Vanessa Williams singles chronology
| "Darlin' I" (1989) | "Running Back to You" (1991) | "The Comfort Zone" (1991) |

Music video
- "Vanessa Williams - Running Back To You" on YouTube

= Running Back to You =

"Running Back to You" is a song by American singer and actress Vanessa Williams, released in July 1991 by Wing Records as the lead single from her second studio album, The Comfort Zone (1991). It features samples from The J.B.'s "The Grunt" (1970) and John Davis and the Monster Orchestra's "I Can't Stop" (1976).
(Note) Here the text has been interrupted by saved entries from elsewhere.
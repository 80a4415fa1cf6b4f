//! Extended-envelope decoding.
//!
//! A definition file whose JSON content is a non-empty object made only of
//! the reserved keys `__body`, `__header` and `__statusCode` is an extended
//! envelope. Anything else is a plain body served verbatim.

use std::collections::BTreeMap;

use serde_json::{Map, Value};
use thiserror::Error;

use crate::definition::Payload;

pub const BODY_KEY: &str = "__body";
pub const HEADER_KEY: &str = "__header";
pub const STATUS_CODE_KEY: &str = "__statusCode";

const RESERVED_KEYS: [&str; 3] = [BODY_KEY, HEADER_KEY, STATUS_CODE_KEY];

/// Errors found while decoding file content.
#[derive(Debug, Error)]
pub enum EnvelopeError {
    #[error("invalid JSON content: {0}")]
    Json(#[from] serde_json::Error),

    #[error("`__header` must be an object")]
    HeaderNotObject,

    #[error("header `{0}` must be a string, number or boolean")]
    HeaderValue(String),

    #[error("`__statusCode` must be an integer between 100 and 999")]
    StatusCode,
}

/// Decoded file content, ready to be merged with the filename tokens.
#[derive(Debug, Clone, PartialEq)]
pub struct Decoded {
    pub payload: Payload,
    pub headers: BTreeMap<String, String>,
    pub status_code: Option<u16>,
}

/// Decode raw file content into a payload.
///
/// Whitespace-only content yields a plain payload without a body.
pub fn decode(content: &str) -> Result<Decoded, EnvelopeError> {
    if content.trim().is_empty() {
        return Ok(Decoded {
            payload: Payload::Plain { body: None },
            headers: BTreeMap::new(),
            status_code: None,
        });
    }

    let value: Value = serde_json::from_str(content)?;
    match value {
        Value::Object(map) if is_envelope(&map) => decode_envelope(map),
        body => Ok(Decoded {
            payload: Payload::Plain { body: Some(body) },
            headers: BTreeMap::new(),
            status_code: None,
        }),
    }
}

fn is_envelope(map: &Map<String, Value>) -> bool {
    !map.is_empty() && map.keys().all(|k| RESERVED_KEYS.contains(&k.as_str()))
}

fn decode_envelope(mut map: Map<String, Value>) -> Result<Decoded, EnvelopeError> {
    let headers = match map.remove(HEADER_KEY) {
        None | Some(Value::Null) => BTreeMap::new(),
        Some(Value::Object(header)) => header
            .into_iter()
            .map(|(name, value)| {
                let value = match value {
                    Value::String(s) => s,
                    Value::Number(n) => n.to_string(),
                    Value::Bool(b) => b.to_string(),
                    _ => return Err(EnvelopeError::HeaderValue(name)),
                };
                Ok((name, value))
            })
            .collect::<Result<_, _>>()?,
        Some(_) => return Err(EnvelopeError::HeaderNotObject),
    };

    let status_code = match map.remove(STATUS_CODE_KEY) {
        None | Some(Value::Null) => None,
        Some(value) => Some(
            value
                .as_u64()
                .filter(|code| (100..=999).contains(code))
                .and_then(|code| u16::try_from(code).ok())
                .ok_or(EnvelopeError::StatusCode)?,
        ),
    };

    Ok(Decoded {
        payload: Payload::Extended {
            body: map.remove(BODY_KEY),
        },
        headers,
        status_code,
    })
}
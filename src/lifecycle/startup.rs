//! Startup orchestration.
//!
//! # Responsibilities
//! - Compile the definition tree into a registry
//! - Build the engine and apply the configured initial states
//!
//! # Design Decisions
//! - Fail fast: any startup error is fatal
//! - Binding the listener is left to the caller (traffic only when ready)

use std::sync::Arc;

use thiserror::Error;

use crate::config::MockConfig;
use crate::definition::source::{compile, CompileError};
use crate::engine::{MockEngine, StateError};

/// Errors that abort startup.
#[derive(Debug, Error)]
pub enum StartupError {
    #[error(transparent)]
    Compile(#[from] CompileError),

    #[error("initial state rejected: {0}")]
    State(#[from] StateError),
}

/// Compile definitions and build a ready-to-serve engine.
pub fn bootstrap(config: &MockConfig) -> Result<Arc<MockEngine>, StartupError> {
    let compiled = compile(&config.api.root_dir, config.api.mode)?;
    let engine = Arc::new(MockEngine::new(compiled.registry));

    for update in &config.states {
        engine.set_state(update.clone())?;
    }

    tracing::info!(
        root = %config.api.root_dir.display(),
        base_url = %config.api.base_url,
        routes = engine.registry().len(),
        skipped_files = compiled.skipped.len(),
        active_states = engine.active_states().len(),
        "Engine ready"
    );
    Ok(engine)
}
//! Shared utilities for integration testing.
#![allow(dead_code)]

use std::fs;
use std::net::SocketAddr;
use std::path::Path;
use std::sync::Arc;

use serde_json::{json, Value};
use tempfile::TempDir;
use tokio::net::TcpListener;
use tokio::sync::mpsc;

use mockroute::config::MockConfig;
use mockroute::lifecycle::bootstrap;
use mockroute::routing::Registry;
use mockroute::state::StateUpdate;
use mockroute::{HttpServer, MockEngine, Shutdown};

/// Definition files of the fixture API, relative to the root.
pub fn fixture_files() -> Vec<(&'static str, Value)> {
    vec![
        ("animals.json", json!([{"name": "toby", "type": "dog"}, {"name": "felix", "type": "cat"}])),
        ("animals/[name].json", json!({"name": "_", "type": "dog", "age": 3})),
        (
            "animals/[name]/friends/[friend_id].json",
            json!({"friend_id": "_", "friends": [{"name": "_", "type": "cat"}]}),
        ),
        ("plants.GET.json", json!([{"name": "rose"}, {"name": "tulip"}])),
        ("comments/*.GET.json", json!([{"text": "first!"}])),
        ("users/*.json", json!([{"id": 1}, {"id": 2}])),
        (
            "users/*.POST.201.json",
            json!({"__body": {"created": true}, "__header": {"x-custom-header": "created", "x-count": "1"}}),
        ),
        ("users/[userid].json", json!({"userid": "_", "name": "Alice"})),
        ("users/[userid].404.{ERR}.json", json!({"error": "user not found"})),
        ("users/[userid].DELETE.json", json!({"__body": {"deleted": true}})),
        (
            "users/[userid].DELETE.404.{ERR}.json",
            json!({"__header": {"x-error": "not-found"}, "__body": {"error": "no such user"}}),
        ),
        (
            "users/[userid].DELETE.401.{INV_CRED|INV_TOKEN}.json",
            json!({"error": "invalid credentials"}),
        ),
    ]
}

/// Write the fixture API into `root`.
pub fn write_fixture(root: &Path) {
    for (path, content) in fixture_files() {
        write_file(root, path, &serde_json::to_string_pretty(&content).unwrap());
    }
    // Empty file: the route answers without a body.
    write_file(root, "users/[userid].PUT.json", "");
}

pub fn write_file(root: &Path, relative: &str, content: &str) {
    let path = root.join(relative);
    fs::create_dir_all(path.parent().unwrap()).unwrap();
    fs::write(path, content).unwrap();
}

/// Fixture content of one file.
pub fn fixture(path: &str) -> Value {
    fixture_files()
        .into_iter()
        .find(|(p, _)| *p == path)
        .map(|(_, v)| v)
        .unwrap()
}

/// A running server over a temporary fixture tree.
pub struct TestServer {
    pub addr: SocketAddr,
    pub engine: Arc<MockEngine>,
    pub reload_tx: mpsc::UnboundedSender<Registry>,
    pub dir: TempDir,
    shutdown: Shutdown,
}

impl TestServer {
    pub fn api(&self, path: &str) -> String {
        format!("http://{}/api{}", self.addr, path)
    }

    pub fn admin(&self, path: &str) -> String {
        format!("http://{}/__mock{}", self.addr, path)
    }

    pub fn root(&self) -> &Path {
        self.dir.path()
    }
}

impl Drop for TestServer {
    fn drop(&mut self) {
        self.shutdown.trigger();
    }
}

/// Start a server over the fixture API with the given initial states.
pub async fn start_server(states: Vec<StateUpdate>) -> TestServer {
    let dir = tempfile::tempdir().unwrap();
    write_fixture(dir.path());

    let mut config = MockConfig::default();
    config.api.root_dir = dir.path().to_path_buf();
    config.states = states;

    let engine = bootstrap(&config).unwrap();
    let server = HttpServer::new(&config, Arc::clone(&engine));
    let listener = TcpListener::bind("127.0.0.1:0").await.unwrap();
    let addr = listener.local_addr().unwrap();

    let shutdown = Shutdown::new();
    let (reload_tx, reload_rx) = mpsc::unbounded_channel();
    let server_shutdown = shutdown.subscribe();
    tokio::spawn(async move {
        let _ = server.run(listener, reload_rx, server_shutdown).await;
    });

    TestServer {
        addr,
        engine,
        reload_tx,
        dir,
        shutdown,
    }
}

pub fn client() -> reqwest::Client {
    reqwest::Client::builder().no_proxy().build().unwrap()
}
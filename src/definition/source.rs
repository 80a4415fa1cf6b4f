//! Definition tree loading and compilation.

use std::fmt::Display;
use std::fs;
use std::path::{Path, PathBuf};

use serde::{Deserialize, Serialize};
use thiserror::Error;
use walkdir::{DirEntry, WalkDir};

use crate::definition::{parse_definition, DefinitionError, DefinitionErrorKind};
use crate::routing::{Registry, RegistryError};

/// How definition errors are handled during compilation.
#[derive(Debug, Clone, Copy, PartialEq, Eq, Default, Serialize, Deserialize)]
#[serde(rename_all = "lowercase")]
pub enum CompileMode {
    /// Any bad file aborts compilation, reporting every bad file.
    #[default]
    Strict,
    /// Bad files are logged and skipped.
    Lenient,
}

/// Errors that prevent a registry from being built.
#[derive(Debug, Error)]
pub enum CompileError {
    #[error("API root {path:?} is not a readable directory: {source}")]
    Root {
        path: PathBuf,
        #[source]
        source: std::io::Error,
    },

    #[error("{} definition file(s) rejected: {}", .0.len(), join(.0))]
    Definitions(Vec<DefinitionError>),

    #[error("invalid route table: {}", join(.0))]
    Registry(Vec<RegistryError>),
}

fn join<T: Display>(items: &[T]) -> String {
    items.iter().map(ToString::to_string).collect::<Vec<_>>().join("; ")
}

/// A definition file read from disk.
#[derive(Debug, Clone, PartialEq, Eq)]
pub struct SourceFile {
    /// Path relative to the API root, `/`-separated.
    pub path: String,
    pub content: String,
}

/// Result of a successful compilation.
#[derive(Debug)]
pub struct Compiled {
    pub registry: Registry,
    /// Files skipped in lenient mode.
    pub skipped: Vec<DefinitionError>,
}

/// Walk `root` and read every non-hidden file, sorted by path.
///
/// Unreadable entries are returned as per-file errors so the caller can
/// report them alongside parse errors.
pub fn collect(root: &Path) -> Result<Vec<Result<SourceFile, DefinitionError>>, CompileError> {
    let metadata = fs::metadata(root).map_err(|source| CompileError::Root {
        path: root.to_path_buf(),
        source,
    })?;
    if !metadata.is_dir() {
        return Err(CompileError::Root {
            path: root.to_path_buf(),
            source: std::io::Error::new(std::io::ErrorKind::InvalidInput, "not a directory"),
        });
    }

    let files = WalkDir::new(root)
        .sort_by_file_name()
        .into_iter()
        .filter_entry(|e| e.depth() == 0 || !is_hidden(e))
        .filter_map(|entry| match entry {
            Ok(entry) if entry.file_type().is_file() => Some(read_entry(root, entry.path())),
            Ok(_) => None,
            Err(e) => {
                let file = e
                    .path()
                    .map(|p| relative(root, p))
                    .unwrap_or_else(|| root.display().to_string());
                Some(Err(DefinitionError::new(file, std::io::Error::from(e))))
            }
        })
        .collect();
    Ok(files)
}

fn read_entry(root: &Path, path: &Path) -> Result<SourceFile, DefinitionError> {
    let relative = relative(root, path);
    match fs::read_to_string(path) {
        Ok(content) => Ok(SourceFile { path: relative, content }),
        Err(e) => Err(DefinitionError::new(relative, DefinitionErrorKind::Io(e))),
    }
}

fn relative(root: &Path, path: &Path) -> String {
    path.strip_prefix(root)
        .unwrap_or(path)
        .components()
        .map(|c| c.as_os_str().to_string_lossy())
        .collect::<Vec<_>>()
        .join("/")
}

fn is_hidden(entry: &DirEntry) -> bool {
    entry.file_name().to_str().is_some_and(|name| name.starts_with('.'))
}

/// Compile the definition tree under `root` into a registry.
pub fn compile(root: &Path, mode: CompileMode) -> Result<Compiled, CompileError> {
    let files = collect(root)?;
    let compiled = compile_sources(files, mode)?;
    tracing::info!(
        root = %root.display(),
        routes = compiled.registry.len(),
        skipped = compiled.skipped.len(),
        "Definitions compiled"
    );
    Ok(compiled)
}

/// Compile already-read files.
pub fn compile_sources(
    files: impl IntoIterator<Item = Result<SourceFile, DefinitionError>>,
    mode: CompileMode,
) -> Result<Compiled, CompileError> {
    let mut definitions = Vec::new();
    let mut errors = Vec::new();

    for file in files {
        match file.and_then(|f| parse_definition(&f.path, &f.content)) {
            Ok(parsed) => definitions.extend(parsed),
            Err(e) => errors.push(e),
        }
    }

    if mode == CompileMode::Strict && !errors.is_empty() {
        return Err(CompileError::Definitions(errors));
    }
    for error in &errors {
        tracing::warn!(file = %error.file, error = %error.kind, "Skipping definition file");
    }

    let registry = Registry::build(definitions).map_err(CompileError::Registry)?;
    Ok(Compiled {
        registry,
        skipped: errors,
    })
}
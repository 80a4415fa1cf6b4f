//! HTTP verbs accepted in definition filenames.

use std::fmt;
use std::str::FromStr;

use serde::{Deserialize, Serialize};

/// An HTTP method as it appears in a definition filename.
///
/// Only the uppercase spelling is recognised (`users.POST.json`), so a
/// lowercase token is never mistaken for a method.
#[derive(Debug, Clone, Copy, PartialEq, Eq, Hash, PartialOrd, Ord, Serialize, Deserialize)]
#[serde(rename_all = "UPPERCASE")]
pub enum HttpMethod {
    Get,
    Post,
    Put,
    Patch,
    Delete,
    Head,
    Options,
    Trace,
    Connect,
}

impl HttpMethod {
    pub const ALL: [HttpMethod; 9] = [
        HttpMethod::Get,
        HttpMethod::Post,
        HttpMethod::Put,
        HttpMethod::Patch,
        HttpMethod::Delete,
        HttpMethod::Head,
        HttpMethod::Options,
        HttpMethod::Trace,
        HttpMethod::Connect,
    ];

    pub fn as_str(&self) -> &'static str {
        match self {
            HttpMethod::Get => "GET",
            HttpMethod::Post => "POST",
            HttpMethod::Put => "PUT",
            HttpMethod::Patch => "PATCH",
            HttpMethod::Delete => "DELETE",
            HttpMethod::Head => "HEAD",
            HttpMethod::Options => "OPTIONS",
            HttpMethod::Trace => "TRACE",
            HttpMethod::Connect => "CONNECT",
        }
    }
}

impl fmt::Display for HttpMethod {
    fn fmt(&self, f: &mut fmt::Formatter<'_>) -> fmt::Result {
        f.write_str(self.as_str())
    }
}

/// Error returned when a token is not an uppercase HTTP verb.
#[derive(Debug, Clone, PartialEq, Eq, thiserror::Error)]
#[error("unknown HTTP method: {0}")]
pub struct UnknownMethod(pub String);

impl FromStr for HttpMethod {
    type Err = UnknownMethod;

    fn from_str(s: &str) -> Result<Self, Self::Err> {
        HttpMethod::ALL
            .into_iter()
            .find(|m| m.as_str() == s)
            .ok_or_else(|| UnknownMethod(s.to_string()))
    }
}

impl TryFrom<&axum::http::Method> for HttpMethod {
    type Error = UnknownMethod;

    fn try_from(method: &axum::http::Method) -> Result<Self, Self::Error> {
        method.as_str().parse()
    }
}

#[cfg(test)]
mod tests {
    use super::*;

    #[test]
    fn test_parse_uppercase_only() {
        assert_eq!("DELETE".parse::<HttpMethod>().unwrap(), HttpMethod::Delete);
        assert!("delete".parse::<HttpMethod>().is_err());
        assert!("FETCH".parse::<HttpMethod>().is_err());
    }

    #[test]
    fn test_from_axum_method() {
        let m = HttpMethod::try_from(&axum::http::Method::PATCH).unwrap();
        assert_eq!(m, HttpMethod::Patch);
    }

    #[test]
    fn test_serde_uppercase() {
        let json = serde_json::to_string(&HttpMethod::Options).unwrap();
        assert_eq!(json, "\"OPTIONS\"");
        let back: HttpMethod = serde_json::from_str("\"PUT\"").unwrap();
        assert_eq!(back, HttpMethod::Put);
    }
}
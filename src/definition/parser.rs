//! Filename grammar.
//!
//! ```text
//! dir/.../name[.METHOD][.STATUS][.{STATE|STATE...}].json
//! ```
//!
//! - Directory parts and `name` become the route pattern; `[id]` is a
//!   parameter, a `*` name is a trailing wildcard.
//! - `METHOD` is an uppercase HTTP verb, default GET.
//! - `STATUS` is a three-digit code, default 200.
//! - `{STATE}` tags the file as a named variant; `{A|B}` registers the same
//!   content under both tags. No tag marks the default variant.
//!
//! Tokens must appear in that order and at most once each.

use crate::definition::envelope;
use crate::definition::{DefinitionError, DefinitionErrorKind, ParsedDefinition, Variant};
use crate::routing::pattern::{is_identifier, RoutePattern, Segment};
use crate::routing::{HttpMethod, RouteKey};

const EXTENSION: &str = "json";
const DEFAULT_STATUS: u16 = 200;

/// A classified filename token. The discriminant order is the required
/// token order.
#[derive(Debug)]
enum Token {
    Method(HttpMethod),
    Status(u16),
    States(Vec<String>),
}

impl Token {
    fn position(&self) -> u8 {
        match self {
            Token::Method(_) => 0,
            Token::Status(_) => 1,
            Token::States(_) => 2,
        }
    }
}

/// Filename tokens after classification.
#[derive(Debug, Default)]
struct Tokens {
    method: Option<HttpMethod>,
    status: Option<u16>,
    states: Option<Vec<String>>,
}

/// Parse one definition file into route entries.
///
/// `path` is relative to the API root; both `/` and `\` are accepted as
/// separators. Returns one entry per state tag, or a single default entry.
pub fn parse_definition(path: &str, content: &str) -> Result<Vec<ParsedDefinition>, DefinitionError> {
    let file = normalize(path);
    parse_normalized(&file, content).map_err(|kind| DefinitionError::new(file.clone(), kind))
}

fn parse_normalized(file: &str, content: &str) -> Result<Vec<ParsedDefinition>, DefinitionErrorKind> {
    let (dirs, file_name) = match file.rsplit_once('/') {
        Some((dirs, name)) => (Some(dirs), name),
        None => (None, file),
    };

    let (stem, extension) = file_name
        .rsplit_once('.')
        .ok_or_else(|| DefinitionErrorKind::UnsupportedExtension(String::new()))?;
    if extension != EXTENSION {
        return Err(DefinitionErrorKind::UnsupportedExtension(extension.to_string()));
    }

    let mut parts = stem.split('.');
    let name = parts.next().unwrap_or_default();
    if name.is_empty() {
        return Err(DefinitionErrorKind::EmptyName);
    }
    let tokens = classify(parts)?;

    let mut segments = dirs
        .into_iter()
        .flat_map(|d| d.split('/'))
        .map(Segment::parse)
        .collect::<Result<Vec<_>, _>>()?;
    segments.push(Segment::parse(name)?);
    let pattern = RoutePattern::new(segments)?;

    let decoded = envelope::decode(content)?;
    let variant = Variant {
        status_code: decoded
            .status_code
            .or(tokens.status)
            .unwrap_or(DEFAULT_STATUS),
        headers: decoded.headers,
        content: content.to_string(),
        payload: decoded.payload,
    };

    let key = RouteKey {
        method: tokens.method.unwrap_or(HttpMethod::Get),
        pattern,
    };

    let entries = match tokens.states {
        None => vec![ParsedDefinition {
            key,
            tag: None,
            variant,
            source: file.to_string(),
        }],
        Some(states) => states
            .into_iter()
            .map(|state| ParsedDefinition {
                key: key.clone(),
                tag: Some(state),
                variant: variant.clone(),
                source: file.to_string(),
            })
            .collect(),
    };
    Ok(entries)
}

fn classify<'a>(raw: impl Iterator<Item = &'a str>) -> Result<Tokens, DefinitionErrorKind> {
    let mut tokens = Tokens::default();
    let mut next_position = 0;

    for text in raw {
        let token = classify_one(text)?;
        if token.position() < next_position {
            return Err(DefinitionErrorKind::MisplacedToken(text.to_string()));
        }
        next_position = token.position() + 1;

        match token {
            Token::Method(m) => tokens.method = Some(m),
            Token::Status(s) => tokens.status = Some(s),
            Token::States(s) => tokens.states = Some(s),
        }
    }
    Ok(tokens)
}

fn classify_one(text: &str) -> Result<Token, DefinitionErrorKind> {
    if let Some(inner) = text.strip_prefix('{').and_then(|t| t.strip_suffix('}')) {
        return parse_states(inner).map(Token::States);
    }
    if text.starts_with('{') || text.ends_with('}') {
        return Err(DefinitionErrorKind::InvalidStateTag(text.to_string()));
    }
    if !text.is_empty() && text.bytes().all(|b| b.is_ascii_digit()) {
        return parse_status(text).map(Token::Status);
    }
    text.parse::<HttpMethod>()
        .map(Token::Method)
        .map_err(|_| DefinitionErrorKind::UnknownToken(text.to_string()))
}

fn parse_status(text: &str) -> Result<u16, DefinitionErrorKind> {
    text.parse::<u16>()
        .ok()
        .filter(|code| text.len() == 3 && (100..=999).contains(code))
        .ok_or_else(|| DefinitionErrorKind::InvalidStatus(text.to_string()))
}

fn parse_states(inner: &str) -> Result<Vec<String>, DefinitionErrorKind> {
    let mut states: Vec<String> = Vec::new();
    for name in inner.split('|') {
        if !is_identifier(name) || states.iter().any(|s| s == name) {
            return Err(DefinitionErrorKind::InvalidStateTag(format!("{{{}}}", inner)));
        }
        states.push(name.to_string());
    }
    Ok(states)
}

fn normalize(path: &str) -> String {
    let path = path.replace('\\', "/");
    let mut path = path.as_str();
    loop {
        if let Some(rest) = path.strip_prefix("./") {
            path = rest;
        } else if let Some(rest) = path.strip_prefix('/') {
            path = rest;
        } else {
            break;
        }
    }
    path.to_string()
}
//! Route matching logic.
//!
//! # Responsibilities
//! - Compare a concrete request path against every pattern of its method
//! - Capture `[name]` segments
//! - Pick the most specific pattern when several match
//!
//! # Design Decisions
//! - Methods match exactly; files without a method token are registered as GET
//! - Path matching is case-sensitive
//! - Specificity is decided segment by segment: literal > parameter > wildcard,
//!   and a pattern that ends beats one that continues with a wildcard
//! - Equal-specificity candidates cannot exist: the registry rejects them at build

use std::cmp::Ordering;
use std::sync::Arc;

use crate::routing::pattern::{split_path, Captures, RoutePattern};
use crate::routing::registry::{Registry, RouteDefinition};
use crate::routing::HttpMethod;

/// A route selected for a request, with its captured path variables.
#[derive(Debug, Clone)]
pub struct RouteMatch {
    pub route: Arc<RouteDefinition>,
    pub captures: Captures,
}

/// Order two patterns by specificity; `Greater` means `a` is more specific.
pub fn compare_specificity(a: &RoutePattern, b: &RoutePattern) -> Ordering {
    let mut left = a.segments().iter();
    let mut right = b.segments().iter();
    loop {
        match (left.next(), right.next()) {
            (Some(l), Some(r)) => match l.rank().cmp(&r.rank()) {
                Ordering::Equal => continue,
                decided => return decided,
            },
            (None, None) => return Ordering::Equal,
            (None, Some(_)) => return Ordering::Greater,
            (Some(_), None) => return Ordering::Less,
        }
    }
}

impl Registry {
    /// Find the best route for `method` and `path`; `None` means not found.
    pub fn match_route(&self, method: HttpMethod, path: &str) -> Option<RouteMatch> {
        let segments = split_path(path);
        let mut best: Option<RouteMatch> = None;

        for route in self.lookup(method) {
            let Some(captures) = route.pattern().captures(&segments) else {
                continue;
            };
            let better = best.as_ref().map_or(true, |current| {
                compare_specificity(route.pattern(), current.route.pattern()) == Ordering::Greater
            });
            if better {
                best = Some(RouteMatch {
                    route: Arc::clone(route),
                    captures,
                });
            }
        }
        best
    }
}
The single became one of the biggest hits of her career; it topped the US Billboard Hot R&B/Hip-Hop Songs chart for two weeks from October 5 to October 12, 1991, and reached number eighteen on the Billboard Hot 100. A colorful music video, directed by Ralph Ziman, was shot for the single. Williams performed the song on The Arsenio Hall Show in 1991. At the Grammy Awards in 1992, the song received a Grammy Award nomination for Best Female R&B Vocal Performance.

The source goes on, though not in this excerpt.